Dürfen Restaurants und Clubs doch hoffen?

 Urteil des BGH zur Versicherung gegen Betriebsschließung wegen Corona lässt wichtige Fragen offen.

Urteil des BGH zur Versicherung gegen Betriebsschließung wegen Corona lässt wichtige Fragen offen

Die Betriebsschließungsversicherung greift nicht, wenn ein Gastronom wegen Corona-Lockdowns schließen muss, so der BGH am 26. Januar. Doch die nun vorliegende Urteilsbegründung offenbart Haftungsrisiken für manch großen Versicherer.

Eine große Gruppe von Versicherten bleibt mit ihren Ansprüchen weiterhin im Rennen. Das offenbart die Analyse der vollständigen Begründung des Urteils des Bundesgerichtshofs (BGH) in Sachen Betriebsschließungsversicherung (Az. IV ZR 144/21). Zwar entscheidet es tatsächlich viele der noch anhängigen Gerichtsverfahren über die Ansprüche gastronomischer Betriebe aus Betriebsschließungsversicherungen (BSV) in der Zeit des ersten behördlichen Corona-Lockdowns ab März 2020. Doch zugleich enthält es bereits deutliche Anhaltspunkte dafür, dass manche Versicherung aus ihren Betriebsschließungsversicherungen (BSV) haftet.

Der BGH hatte sich im konkreten Fall mit Versicherungsbedingungen zu befassen, die sich in großen Teilen auf den Katalog von meldepflichtigen Krankheiten und Krankheitserregern in §§ 6 und 7 Infektionsschutzgesetz (IfSG) bezogen.
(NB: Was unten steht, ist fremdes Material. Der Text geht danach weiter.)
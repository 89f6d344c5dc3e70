use clap::Args;
use rust_decimal::Decimal;
use serde_json::Value;

use credit_desk_core::config::DeskConfig;
use credit_desk_core::recovery::{
    run_recovery_request, simulate_recovery, AnnualizedGain, CompoundingCoupons, CouponFrequency,
    FixedCoupon, RecoveryInput, RecoveryModel, RecoveryRequest,
};

use crate::input;

/// Prices and rates shared by every recovery model
#[derive(Args)]
#[command(allow_hyphen_values = true)]
pub struct SwapPricesArgs {
    /// Sale price of the current asset (PU Mercado)
    #[arg(long, alias = "market-price")]
    pub pu_mercado: Decimal,

    /// Curve value of the current asset (PU Curva)
    #[arg(long, alias = "curve-price")]
    pub pu_curva: Decimal,

    /// Gross annual rate of the current asset, in percent
    #[arg(long, alias = "current-rate")]
    pub taxa_atual: Decimal,

    /// Gross annual rate of the replacement asset, in percent
    #[arg(long, alias = "new-rate")]
    pub taxa_nova: Decimal,
}

impl SwapPricesArgs {
    fn to_input(&self) -> RecoveryInput {
        RecoveryInput {
            market_price: self.pu_mercado,
            curve_price: self.pu_curva,
            current_rate_pct: self.taxa_atual,
            new_rate_pct: self.taxa_nova,
        }
    }
}

/// Arguments for the simple annualized-gain model
#[derive(Args)]
pub struct SimpleRecoveryArgs {
    #[command(flatten)]
    pub prices: SwapPricesArgs,
}

/// Arguments for the compounding-coupon model
#[derive(Args)]
pub struct CompoundingArgs {
    #[command(flatten)]
    pub prices: SwapPricesArgs,

    /// Coupon frequency: monthly, quarterly, semiannual, annual
    #[arg(long, default_value = "monthly")]
    pub frequency: CouponFrequency,
}

/// Arguments for the fixed-coupon model
#[derive(Args)]
#[command(allow_hyphen_values = true)]
pub struct FixedCouponArgs {
    #[command(flatten)]
    pub prices: SwapPricesArgs,

    /// Coupon amount received each period
    #[arg(long)]
    pub coupon: Decimal,

    /// Coupon frequency: monthly, quarterly, semiannual, annual
    #[arg(long, default_value = "monthly")]
    pub frequency: CouponFrequency,
}

/// Arguments for a JSON-described recovery request
#[derive(Args)]
pub struct RecoveryFileArgs {
    /// Path to JSON input file (reads stdin when omitted)
    #[arg(long)]
    pub input: Option<String>,
}

pub fn run_simple(args: SimpleRecoveryArgs, desk: &DeskConfig) -> Result<Value, Box<dyn std::error::Error>> {
    run_model(&AnnualizedGain, &args.prices, desk)
}

pub fn run_compounding(args: CompoundingArgs, desk: &DeskConfig) -> Result<Value, Box<dyn std::error::Error>> {
    run_model(&CompoundingCoupons::new(args.frequency), &args.prices, desk)
}

pub fn run_fixed_coupon(args: FixedCouponArgs, desk: &DeskConfig) -> Result<Value, Box<dyn std::error::Error>> {
    run_model(&FixedCoupon::new(args.coupon, args.frequency), &args.prices, desk)
}

pub fn run_from_file(args: RecoveryFileArgs, desk: &DeskConfig) -> Result<Value, Box<dyn std::error::Error>> {
    let mut document: Value = if let Some(ref path) = args.input {
        input::file::read_json_value(path)?
    } else if let Some(data) = input::stdin::read_stdin()? {
        data
    } else {
        return Err("--input <file.json> is required (or pipe JSON on stdin)".into());
    };

    // Documents without their own policy inherit the desk's
    if let Value::Object(ref mut map) = document {
        if !map.contains_key("policy") {
            map.insert("policy".into(), serde_json::to_value(desk.recovery_policy())?);
        }
    }

    let request: RecoveryRequest = serde_json::from_value(document)?;
    let result = run_recovery_request(&request)?;
    Ok(serde_json::to_value(result)?)
}

fn run_model(
    model: &dyn RecoveryModel,
    prices: &SwapPricesArgs,
    desk: &DeskConfig,
) -> Result<Value, Box<dyn std::error::Error>> {
    let result = simulate_recovery(model, &prices.to_input(), &desk.recovery_policy())?;
    Ok(serde_json::to_value(result)?)
}

#[cfg(test)]
mod tests {
    use super::*;
    use rust_decimal_macros::dec;
    use std::io::Write;

    fn reference_prices() -> SwapPricesArgs {
        SwapPricesArgs {
            pu_mercado: dec!(980),
            pu_curva: dec!(1000),
            taxa_atual: dec!(9.5),
            taxa_nova: dec!(11),
        }
    }

    #[test]
    fn test_simple_model_output() {
        let args = SimpleRecoveryArgs {
            prices: reference_prices(),
        };
        let value = run_simple(args, &DeskConfig::default()).unwrap();
        assert_eq!(value["result"]["model"], "annualized_gain");
        assert_eq!(value["result"]["advisory"], "Advantageous");
    }

    #[test]
    fn test_desk_threshold_reaches_the_model() {
        let desk = DeskConfig {
            caution_threshold_years: dec!(1),
            ..Default::default()
        };
        let args = SimpleRecoveryArgs {
            prices: reference_prices(),
        };
        let value = run_simple(args, &desk).unwrap();
        assert_eq!(value["result"]["advisory"], "Caution");
    }

    #[test]
    fn test_fixed_coupon_rejects_zero_coupon() {
        let args = FixedCouponArgs {
            prices: reference_prices(),
            coupon: Decimal::ZERO,
            frequency: CouponFrequency::Monthly,
        };
        assert!(run_fixed_coupon(args, &DeskConfig::default()).is_err());
    }

    #[test]
    fn test_request_file_inherits_desk_policy() {
        let mut file = tempfile::NamedTempFile::new().unwrap();
        write!(
            file,
            r#"{{"model": "annualized_gain", "pu_mercado": 980, "pu_curva": 1000,
                "taxa_atual": 9.5, "taxa_nova": 11}}"#
        )
        .unwrap();
        let desk = DeskConfig {
            caution_threshold_years: dec!(1),
            ..Default::default()
        };
        let args = RecoveryFileArgs {
            input: Some(file.path().to_str().unwrap().to_string()),
        };
        let value = run_from_file(args, &desk).unwrap();
        assert_eq!(value["result"]["advisory"], "Caution");
    }
}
In das eigene Leistungsversprechen war eine Formulierung eingearbeitet, aus der wörtlich zu entnehmen war, dass es sich hierbei um den versicherten Katalog „im Sinne dieser Zusatzbedingungen“ für die BSV handelte. Nach dieser Formulierung durften die Versicherungsnehmer nicht mehr annehmen, die Versicherung decke über diese Liste ausdrücklich aufgeführter Krankheiten und Krankheitserreger hinaus die gesamten, nach §§ 6 und 7 IfSG meldepflichtigen Krankheiten und Krankheitserreger ab, so der BGH. Noch weniger dürfe ein Versicherungsnehmer bei einer solchen Formulierung annehmen, dass die Versicherung womöglich „dynamisch“ in dem Sinne sei, dass der erst jüngst in diese Liste aufgenommene Erreger Covid-19 mitversichert sei.
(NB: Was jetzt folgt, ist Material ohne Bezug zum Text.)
use serde_json::Value;
use std::io::{self, Read};

/// Read a JSON document piped on stdin.
///
/// Returns `None` when stdin is a terminal or the pipe is empty.
pub fn read_stdin() -> Result<Option<Value>, Box<dyn std::error::Error>> {
    if atty::is(atty::Stream::Stdin) {
        return Ok(None);
    }

    let mut buffer = String::new();
    io::stdin().read_to_string(&mut buffer)?;
    parse_piped(&buffer)
}

fn parse_piped(buffer: &str) -> Result<Option<Value>, Box<dyn std::error::Error>> {
    let trimmed = buffer.trim();
    if trimmed.is_empty() {
        return Ok(None);
    }
    let value: Value = serde_json::from_str(trimmed)
        .map_err(|e| format!("Failed to parse JSON from stdin: {}", e))?;
    Ok(Some(value))
}

#[cfg(test)]
mod tests {
    use super::*;

    #[test]
    fn test_blank_pipe_is_none() {
        assert!(parse_piped("  \n").unwrap().is_none());
    }

    #[test]
    fn test_piped_request() {
        let value = parse_piped(r#" {"model": "annualized_gain"} "#).unwrap().unwrap();
        assert_eq!(value["model"], "annualized_gain");
    }
}
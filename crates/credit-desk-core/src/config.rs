//! Desk-wide defaults. Every key is optional; a missing key keeps the
//! built-in value.

use serde::{Deserialize, Serialize};

use crate::calendar::BusinessDayConvention;
use crate::holdings::filter::FilterParams;
use crate::recovery::{RecoveryPolicy, DEFAULT_CAUTION_THRESHOLD_YEARS, DEFAULT_MAX_SIMULATION_MONTHS};
use crate::types::Years;

/// Worksheet name used by the custody export.
pub const DEFAULT_SHEET_NAME: &str = "Export";

#[derive(Debug, Clone, PartialEq, Serialize, Deserialize)]
#[serde(default)]
pub struct DeskConfig {
    pub sheet_name: String,
    pub business_days: BusinessDayConvention,
    pub caution_threshold_years: Years,
    pub max_simulation_months: u32,
    /// Filters applied when a run supplies none of its own
    pub filters: FilterParams,
}

impl Default for DeskConfig {
    fn default() -> Self {
        Self {
            sheet_name: DEFAULT_SHEET_NAME.to_string(),
            business_days: BusinessDayConvention::default(),
            caution_threshold_years: DEFAULT_CAUTION_THRESHOLD_YEARS,
            max_simulation_months: DEFAULT_MAX_SIMULATION_MONTHS,
            filters: FilterParams::default(),
        }
    }
}

impl DeskConfig {
    pub fn recovery_policy(&self) -> RecoveryPolicy {
        RecoveryPolicy {
            caution_threshold_years: self.caution_threshold_years,
            max_simulation_months: self.max_simulation_months,
        }
    }
}
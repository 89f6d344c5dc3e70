pub mod csv_out;
pub mod export;
pub mod json;
pub mod minimal;
pub mod table;

use crate::OutputFormat;
use serde_json::Value;

/// Dispatch output to the appropriate formatter.
pub fn format_output(format: &OutputFormat, value: &Value) {
    match format {
        OutputFormat::Json => json::print_json(value),
        OutputFormat::Table => table::print_table(value),
        OutputFormat::Csv => csv_out::print_csv(value),
        OutputFormat::Minimal => minimal::print_minimal(value),
    }
}
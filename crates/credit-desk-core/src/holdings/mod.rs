pub mod evaluate;
pub mod filter;
pub mod metrics;
pub mod normalize;
pub mod record;
pub mod report;
pub mod summary;
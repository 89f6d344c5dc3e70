//! Fixed coupon amortization: the discount is paid down by a constant coupon
//! amount every period. Closed form, no iteration.

use rust_decimal::prelude::ToPrimitive;
use rust_decimal::Decimal;
use rust_decimal_macros::dec;

use super::{
    CouponFrequency, RecoveryEstimate, RecoveryInput, RecoveryModel, RecoveryPolicy, RecoveryTime,
};
use crate::error::CreditDeskError;
use crate::types::Money;
use crate::CreditDeskResult;

#[derive(Debug, Clone, Copy)]
pub struct FixedCoupon {
    pub coupon_amount: Money,
    pub frequency: CouponFrequency,
}

impl FixedCoupon {
    pub fn new(coupon_amount: Money, frequency: CouponFrequency) -> Self {
        Self {
            coupon_amount,
            frequency,
        }
    }
}

impl RecoveryModel for FixedCoupon {
    fn name(&self) -> &'static str {
        "fixed_coupon"
    }

    fn methodology(&self) -> &'static str {
        "Discount recovery — ceil(discount / coupon) fixed coupons at the given frequency"
    }

    fn validate(&self) -> CreditDeskResult<()> {
        if self.coupon_amount <= Decimal::ZERO {
            return Err(CreditDeskError::InvalidInput {
                field: "coupon_amount".into(),
                reason: "Coupon amount must be positive".into(),
            });
        }
        Ok(())
    }

    fn estimate(
        &self,
        input: &RecoveryInput,
        _policy: &RecoveryPolicy,
    ) -> CreditDeskResult<RecoveryEstimate> {
        let coupons = input
            .discount()
            .checked_div(self.coupon_amount)
            .ok_or_else(|| CreditDeskError::InvalidInput {
                field: "coupon_amount".into(),
                reason: "Coupon count overflows decimal range".into(),
            })?
            .ceil();
        let num_coupons = coupons.to_u32().ok_or_else(|| CreditDeskError::InvalidInput {
            field: "coupon_amount".into(),
            reason: format!("{coupons} coupons exceed any representable horizon"),
        })?;
        let months = num_coupons
            .checked_mul(self.frequency.months())
            .ok_or_else(|| CreditDeskError::InvalidInput {
                field: "coupon_amount".into(),
                reason: "Recovery horizon in months overflows".into(),
            })?;
        let years = (Decimal::from(months) / dec!(12)).round_dp(2);

        Ok(RecoveryEstimate {
            months: Some(months),
            num_coupons: Some(num_coupons),
            ..RecoveryEstimate::years(RecoveryTime::Years(years))
        })
    }
}
//! End-to-end holdings evaluation: normalize, enrich, filter, summarize.

use chrono::NaiveDate;
use rust_decimal::Decimal;
use serde::{Deserialize, Serialize};
use std::time::Instant;
use tracing::info;

use super::filter::{filter_records, FilterParams};
use super::metrics::{enrich_all, EnrichedRecord, ANNUALIZATION_BASE};
use super::normalize::{normalize_records, CoercionFailure};
use super::record::RawRecord;
use super::report::{display_rows, DisplayRow};
use super::summary::{summarize, HoldingsSummary};
use crate::calendar::BusinessDayConvention;
use crate::types::{with_metadata, ComputationOutput};
use crate::CreditDeskResult;

#[derive(Debug, Clone, Serialize, Deserialize)]
pub struct EvaluationInput {
    pub records: Vec<RawRecord>,
    /// Snapshot date the elapsed business days are counted to
    pub evaluation_date: NaiveDate,
    #[serde(default)]
    pub filters: FilterParams,
    #[serde(default)]
    pub business_days: BusinessDayConvention,
}

#[derive(Debug, Clone, Serialize, Deserialize)]
pub struct EvaluationOutput {
    pub summary: HoldingsSummary,
    pub rows_read: usize,
    pub rows_eligible: usize,
    pub rows_excluded: usize,
    pub rows_matched: usize,
    pub coercion_failures: Vec<CoercionFailure>,
    pub records: Vec<EnrichedRecord>,
    pub rows: Vec<DisplayRow>,
}

#[derive(Serialize)]
struct EvaluationAssumptions<'a> {
    evaluation_date: NaiveDate,
    business_days: BusinessDayConvention,
    annualization_base: Decimal,
    filters: &'a FilterParams,
}

/// Evaluate a raw holdings sheet and return the filtered, enriched view.
pub fn evaluate_holdings(
    input: &EvaluationInput,
) -> CreditDeskResult<ComputationOutput<EvaluationOutput>> {
    let start = Instant::now();
    let mut warnings: Vec<String> = Vec::new();

    let filters = input.filters.clone().normalized();
    filters.validate()?;

    let batch = normalize_records(&input.records);
    if !batch.coercion_failures.is_empty() {
        warnings.push(format!(
            "{} cell(s) could not be read and were left undefined",
            batch.coercion_failures.len()
        ));
    }

    let enriched = enrich_all(&batch.records, input.evaluation_date, input.business_days);
    let undated = enriched
        .iter()
        .filter(|r| r.business_days_elapsed.is_none())
        .count();
    if undated > 0 {
        warnings.push(format!(
            "{undated} holding(s) without acquisition date; annualized return left empty"
        ));
    }

    let matched = filter_records(&enriched, &filters);
    info!(
        eligible = enriched.len(),
        matched = matched.len(),
        "evaluated holdings"
    );

    let summary = summarize(&matched);
    if summary.volume_overflow {
        warnings.push("Market volume exceeds decimal range; total left at zero".into());
    }

    let output = EvaluationOutput {
        summary,
        rows_read: batch.rows_read,
        rows_eligible: batch.records.len(),
        rows_excluded: batch.rows_excluded,
        rows_matched: matched.len(),
        coercion_failures: batch.coercion_failures,
        rows: display_rows(&matched),
        records: matched,
    };

    let assumptions = EvaluationAssumptions {
        evaluation_date: input.evaluation_date,
        business_days: input.business_days,
        annualization_base: ANNUALIZATION_BASE,
        filters: &filters,
    };

    let elapsed = start.elapsed().as_micros() as u64;
    Ok(with_metadata(
        "Credit holdings evaluation: (1 + r)^(252/d) - 1 annualization, ordered recommendation rules",
        &assumptions,
        warnings,
        elapsed,
        output,
    ))
}
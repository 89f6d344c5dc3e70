//! Simple annualized gain: the rate pick-up earned each year on the sale
//! proceeds, with no compounding.

use rust_decimal::Decimal;
use rust_decimal_macros::dec;

use super::{RecoveryEstimate, RecoveryInput, RecoveryModel, RecoveryPolicy, RecoveryTime};
use crate::error::CreditDeskError;
use crate::CreditDeskResult;

#[derive(Debug, Clone, Copy, Default)]
pub struct AnnualizedGain;

impl RecoveryModel for AnnualizedGain {
    fn name(&self) -> &'static str {
        "annualized_gain"
    }

    fn methodology(&self) -> &'static str {
        "Discount recovery — discount / (rate pick-up × sale proceeds), simple annual gain"
    }

    fn estimate(
        &self,
        input: &RecoveryInput,
        _policy: &RecoveryPolicy,
    ) -> CreditDeskResult<RecoveryEstimate> {
        let annual_gain = (input.rate_delta_pct() / dec!(100))
            .checked_mul(input.market_price)
            .ok_or_else(|| CreditDeskError::InvalidInput {
                field: "market_price".into(),
                reason: "Annual gain overflows decimal range".into(),
            })?;
        // quotient past decimal range: unbounded horizon
        let years = if annual_gain > Decimal::ZERO {
            input
                .discount()
                .checked_div(annual_gain)
                .map_or(RecoveryTime::Infinite, RecoveryTime::Years)
        } else {
            RecoveryTime::Infinite
        };
        Ok(RecoveryEstimate {
            annual_gain: Some(annual_gain),
            ..RecoveryEstimate::years(years)
        })
    }
}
Eine Vielzahl jüngst noch umstrittener Versicherungsbedingungen enthält ähnliche Formulierungen: „meldepflichtige Krankheiten und Krankheitserreger im Sinne dieser [Zusatz-]Bedingungen sind [nur] die folgenden, im Infektionsschutzgesetz in den §§ 6 und 7 namentlich genannten Krankheiten und Krankheitserreger (…)“. Für alle entsprechenden Formulierungen einschließlich der in eckigen Klammern stehenden Worte ist nach dem aktuellen Urteil entschieden: Es besteht keine Einstandspflicht der Versicherer.

Nicht nur intrinsische Betriebsrisiken versichert

Eingangs des Urteils stellt der BGH zunächst klar, dass unter den bislang gängigen Betriebsschließungsversicherungen nicht nur „intrinsische Betriebsrisiken“ versichert gewesen sind. Der Grund für den Versicherungsfall musste daher nicht aus dem Betrieb selbst stammen, wie es z.B. beim Auftreten von Salmonellen in der Küche der Fall ist. Der Grund konnte auch im externen Auftreten der Corona-Pandemie und den daraus folgenden behördlichen Schließungen liegen. Dieser Verteidigungslinie der Versicherungen erteilte der BGH eine klare Absage. In die heute verwendeten BSV-Bedingungen haben die Versicherer ausdrücklich aufgenommen, dass die Versicherung nur aus dem Betrieb selbst stammende Risiken abdeckt.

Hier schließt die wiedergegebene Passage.